HTC Education Series: Getting Started with Deep Learning - Lesson 5

 This week's lesson is a little bit different from the normal formula.  The fastai lecture part of the HTC lesson will be taught by Rachel Thomas rather then Jeremy.  She will be discussing the ethical implications of deep learning systems (and AI systems in general).  

As a designer of such systems, you need to make yourself aware of potential consequences of the system, what impact(s) it might have on the world, for good, or for evil.

What do you need to be thinking about as a designer of such systems to avoid potentially huge issues developing after they are deployed into the world at large?

Are there design strategies you can follow that help identify potential problems and squash them before they become huge problems?

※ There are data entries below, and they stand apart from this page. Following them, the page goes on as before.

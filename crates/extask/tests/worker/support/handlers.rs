//! Handlers shared by the worker tests.

use std::sync::Arc;
use std::sync::atomic::{AtomicUsize, Ordering};
use std::time::Duration;

use async_trait::async_trait;
use extask::{
    Args, ErrorMapping, Failure, HandlerDescriptor, ParameterBinding, ResultPolicy, TargetShape,
    TaskFailure, TaskHandler,
};
use serde_json::{Value, json};

pub const CHARGE_TOPIC: &str = "charge-card";
pub const CHARGE_LIMIT: f64 = 1000.0;

#[derive(Debug, thiserror::Error, TaskFailure)]
#[failure(extends = "BusinessFailure")]
pub enum PaymentError {
    #[error("card declined for amount {0}")]
    Declined(f64),
    #[error("gateway unavailable")]
    #[failure(category = "GatewayDown")]
    Unavailable,
}

/// Charges a card; amounts above [`CHARGE_LIMIT`] are declined.
#[derive(Default)]
pub struct ChargeCard {
    calls: AtomicUsize,
}

impl ChargeCard {
    pub fn new() -> Arc<Self> {
        Arc::default()
    }

    pub fn calls(&self) -> usize {
        self.calls.load(Ordering::SeqCst)
    }
}

#[async_trait]
impl TaskHandler for ChargeCard {
    fn arity(&self) -> usize {
        2
    }

    async fn handle(&self, args: Args) -> Result<Option<Value>, Failure> {
        self.calls.fetch_add(1, Ordering::SeqCst);

        let amount: f64 = args.require(0)?;
        let currency: String = args.require(1)?;
        if amount > CHARGE_LIMIT {
            return Err(PaymentError::Declined(amount).into());
        }

        Ok(Some(json!({
            "charged": amount,
            "currency": currency,
        })))
    }
}

/// Descriptor for [`ChargeCard`]: receipt entries flattened with a `payment_` prefix.
pub fn charge_descriptor(handler: Arc<ChargeCard>) -> HandlerDescriptor {
    HandlerDescriptor::builder_shared(CHARGE_TOPIC, handler)
        .bind(
            ParameterBinding::variable("amount")
                .required()
                .shape(TargetShape::Float),
        )
        .bind(
            ParameterBinding::variable("currency")
                .fallback("EUR")
                .shape(TargetShape::String),
        )
        .result(ResultPolicy::flattened().prefix("payment_"))
        .map_error(ErrorMapping::new("Declined", "PAYMENT_DECLINED"))
        .build()
        .expect("valid charge descriptor")
}

/// Fails with a technical failure for the first `failures` calls, then succeeds.
pub struct Flaky {
    failures: usize,
    calls: AtomicUsize,
}

impl Flaky {
    pub fn new(failures: usize) -> Arc<Self> {
        Arc::new(Self {
            failures,
            calls: AtomicUsize::new(0),
        })
    }

    pub fn calls(&self) -> usize {
        self.calls.load(Ordering::SeqCst)
    }
}

#[async_trait]
impl TaskHandler for Flaky {
    fn arity(&self) -> usize {
        0
    }

    async fn handle(&self, _args: Args) -> Result<Option<Value>, Failure> {
        let call = self.calls.fetch_add(1, Ordering::SeqCst);
        if call < self.failures {
            return Err(PaymentError::Unavailable.into());
        }
        Ok(Some(json!("done")))
    }
}

pub fn flaky_descriptor(topic: &str, handler: Arc<Flaky>) -> HandlerDescriptor {
    HandlerDescriptor::builder_shared(topic, handler)
        .result(ResultPolicy::named("status"))
        .map_error(ErrorMapping::new("Declined", "PAYMENT_DECLINED"))
        .build()
        .expect("valid flaky descriptor")
}

/// Sleeps before echoing its input; counts concurrent invocations.
pub struct SlowEcho {
    delay: Duration,
    current: AtomicUsize,
    max_seen: AtomicUsize,
    calls: AtomicUsize,
}

impl SlowEcho {
    pub fn new(delay: Duration) -> Arc<Self> {
        Arc::new(Self {
            delay,
            current: AtomicUsize::new(0),
            max_seen: AtomicUsize::new(0),
            calls: AtomicUsize::new(0),
        })
    }

    pub fn calls(&self) -> usize {
        self.calls.load(Ordering::SeqCst)
    }

    pub fn max_concurrent(&self) -> usize {
        self.max_seen.load(Ordering::SeqCst)
    }
}

#[async_trait]
impl TaskHandler for SlowEcho {
    fn arity(&self) -> usize {
        1
    }

    async fn handle(&self, args: Args) -> Result<Option<Value>, Failure> {
        self.calls.fetch_add(1, Ordering::SeqCst);
        let count = self.current.fetch_add(1, Ordering::SeqCst) + 1;
        self.max_seen.fetch_max(count, Ordering::SeqCst);

        tokio::time::sleep(self.delay).await;

        self.current.fetch_sub(1, Ordering::SeqCst);
        Ok(args.value(0).cloned())
    }
}

pub fn echo_descriptor(topic: &str, handler: Arc<SlowEcho>) -> HandlerDescriptor {
    HandlerDescriptor::builder_shared(topic, handler)
        .bind(ParameterBinding::variable("input"))
        .result(ResultPolicy::named("output"))
        .build()
        .expect("valid echo descriptor")
}
//! External task workers for workflow engines.
//!
//! Extask binds async Rust functions to externally-dispatched workflow tasks:
//!
//! - **Declarative binding** — a [`HandlerDescriptor`] states where each
//!   argument comes from and how the return value is published
//! - **Failure classification** — handler failures become business errors
//!   through [`ErrorMapping`]s, or retryable technical failures otherwise
//! - **Retries with backoff** — [`RetryPolicy`] counts a task's retry budget
//!   down until the coordination service raises an incident
//!
//! # Architecture
//!
//! ```text
//! ┌─────────────────────────────────────────────────────────────────────────┐
//! │                         WorkerRuntime<S>                                │
//! │                                                                         │
//! │   1. fetch_and_lock(topics) → tasks                                     │
//! │   2. Look up HandlerDescriptor by topic                                 │
//! │   3. TaskExecutor: resolve arguments → invoke handler → Outcome         │
//! │   4. dispatch(Outcome) → complete | business error | failure            │
//! └─────────────────────────────────────────────────────────────────────────┘
//! ```
//!
//! # Example
//!
//! ```ignore
//! use extask::{
//!     Args, ErrorMapping, Failure, HandlerDescriptor, InMemoryTaskService, ParameterBinding,
//!     ResultPolicy, TargetShape, TaskFailure, WorkerRuntime, handler_fn,
//! };
//!
//! #[derive(Debug, thiserror::Error, TaskFailure)]
//! enum PaymentError {
//!     #[error("card declined")]
//!     Declined,
//! }
//!
//! let charge = HandlerDescriptor::builder(
//!     "charge-card",
//!     handler_fn(1, |args: Args| async move {
//!         let amount: f64 = args.require(0)?;
//!         if amount > 1000.0 {
//!             return Err(PaymentError::Declined.into());
//!         }
//!         Ok(Some(serde_json::json!({ "charged": amount })))
//!     }),
//! )
//! .bind(ParameterBinding::variable("amount").required().shape(TargetShape::Float))
//! .result(ResultPolicy::named("receipt"))
//! .map_error(ErrorMapping::new("Declined", "PAYMENT_REJECTED"))
//! .build()?;
//!
//! let runtime = WorkerRuntime::builder(InMemoryTaskService::new())
//!     .register(charge)
//!     .build()?;
//!
//! runtime.run(async { tokio::signal::ctrl_c().await.ok(); }).await?;
//! ```
//!
//! # Design Documentation
//!
//! See `DESIGN.md` for architectural decisions.

// Allow the crate to reference itself as `extask` for macro-generated code
extern crate self as extask;

pub mod convert;
mod error;
pub mod execution;
mod failure;
pub mod handler;
pub mod runtime;
pub mod service;
mod task;

pub use convert::{ConversionError, Converter, JsonConverter, TargetShape};
pub use error::{Error, Result};
pub use execution::{
    ExecutionError, Outcome, RetryPolicy, RetrySchedule, TaskExecutor, dispatch,
};
pub use failure::{BoxError, Category, Failure, FailureCategory};
pub use handler::{
    Args, Argument, BindingSource, ErrorMapping, HandlerDescriptor, HandlerDescriptorBuilder,
    HandlerFn, NullPolicy, ParameterBinding, ResultPolicy, TaskHandler, handler_fn,
};
pub use runtime::{
    HandlerRegistry, NameResolver, PropertyResolver, WorkerBuilder, WorkerConfig, WorkerRuntime,
};
pub use service::{
    FetchRequest, InMemoryTaskService, Incident, Reported, TaskService, TaskSource, TaskState,
    TopicRequest,
};
pub use task::{ExternalTask, Variables};

// Re-export derive macros
pub use extask_macros::TaskFailure;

You can also watch this lecture at the fastai course site here.  The advantage of this is that you can look at course notes, a Questionnaire, a transcript of the lecture is available to train your next generative RNN system, etc.


What is covered in this lecture

What is ethical behavior?
Why should engineers or programmers care?
Do different cultures have different ethical frameworks? And if so how can we respect and work with them in our own cultural ethics?

What was the role of IBM in Nazi Germany? Were they implicit in the holocaust by providing the technology to help run it effectively?  What if you had been an engineer working there at the time?  What would you have done?

Systems that can potentially impact people lives (must be evaluated very seriously).
EX: Credit scores, insurance claim validation, court sentencing, missile targeting, job hiring evaluation.
    the system needs to be able to tell someone why they made a decision
    the system needs to be correctable if it is making mistakes
    the system needs to be open because of the above reasons

Bias in datasets used to train deep learning systems directly affects their behavior  
    system only as good as the data used to train it
    this could severely impact people's lives being monitored or evaluated by these systems.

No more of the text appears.